Comme avec l’algorithme IceMap original, Drüe et al. (2004) font appel à la température de surface, mais cette fois avec l’objectif de déterminer directement, sans d’abord établir la présence/absence, la concentration de glace par pixel. Faisant appel à un algorithme nommé MODIS Potential open water Algorithm (MPA), les auteurs déterminent la concentration à une résolution de 1 km avec une erreur approximative estimée à 10 % lorsque leurs données sont rééchantillonnées à une résolution spatiale de 25 km et ensuite comparées aux données micro-ondes passives de SSM/I traitées par l’algorithme NASA- Team (Cavalieri et al., 1984). Malheureusement, la comparaison avec des données à plus haute résolution, comme par exemple Landsat-7, rééchantillonnées à la résolution du produit de MPA à 1 km n’a pas été réalisée. Il est donc difficile d’estimer la précision réelle de cet algorithme pour estimer la présence/absence de glace à la surface à sa résolution native.

L’approche proposée par Su et al. (2013) fait appel au concept de texture pour discriminer la présence de glace à la surface et ce en utilisant les bandes 1 et 2 de MODIS, à une résolution spatiale de 250m. Les tests effectués dans la mer de Bohai, en Chine, montrent que, en conditions calmes et en absence de grandes quantités de sédiments en suspension, la méthode proposée fonctionne avec une bonne précision, estimée à 81,42 % avec un coefficient Kappa de 0,626. Malgré le fait que cette méthode permet d’obtenir une résolution spatiale de 250 m, elle s’avère toutefois très sensible aux facteurs climatiques qui influencent la radiométrie et qui, du même coup, altèrent la perception de texture dans l’image.
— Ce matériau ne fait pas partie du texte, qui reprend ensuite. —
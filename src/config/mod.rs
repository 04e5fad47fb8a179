//! Configuration management subsystem.
//!
//! # Data Flow
//! ```text
//! config file (JSON)
//!     → loader.rs (parse & deserialize)
//!     → validation.rs (semantic checks)
//!     → Config (validated, immutable)
//! ```
//!
//! # Design Decisions
//! - Config is immutable once loaded; the daemon restarts to pick up
//!   changes
//! - Validation separates syntactic (serde) from semantic checks and
//!   reports all errors, not just the first

pub mod loader;
pub mod schema;
pub mod validation;

pub use schema::Config;
pub use schema::CoordinationConfig;
pub use schema::HaproxyConfig;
De l’évaluation des diverses méthodes proposées dans la littérature (tableau 6) pour l’estimation de la présence ou de la concentration de glace ressortent des cibles pour le développement d’une nouvelle approche. Parmi ces cibles notons la constance des résultats, de hautes résolutions spatiales et temporelles, une indépendance accrue aux aléas du climat, une applicabilité globale et une indépendance face à l’intervention humaine.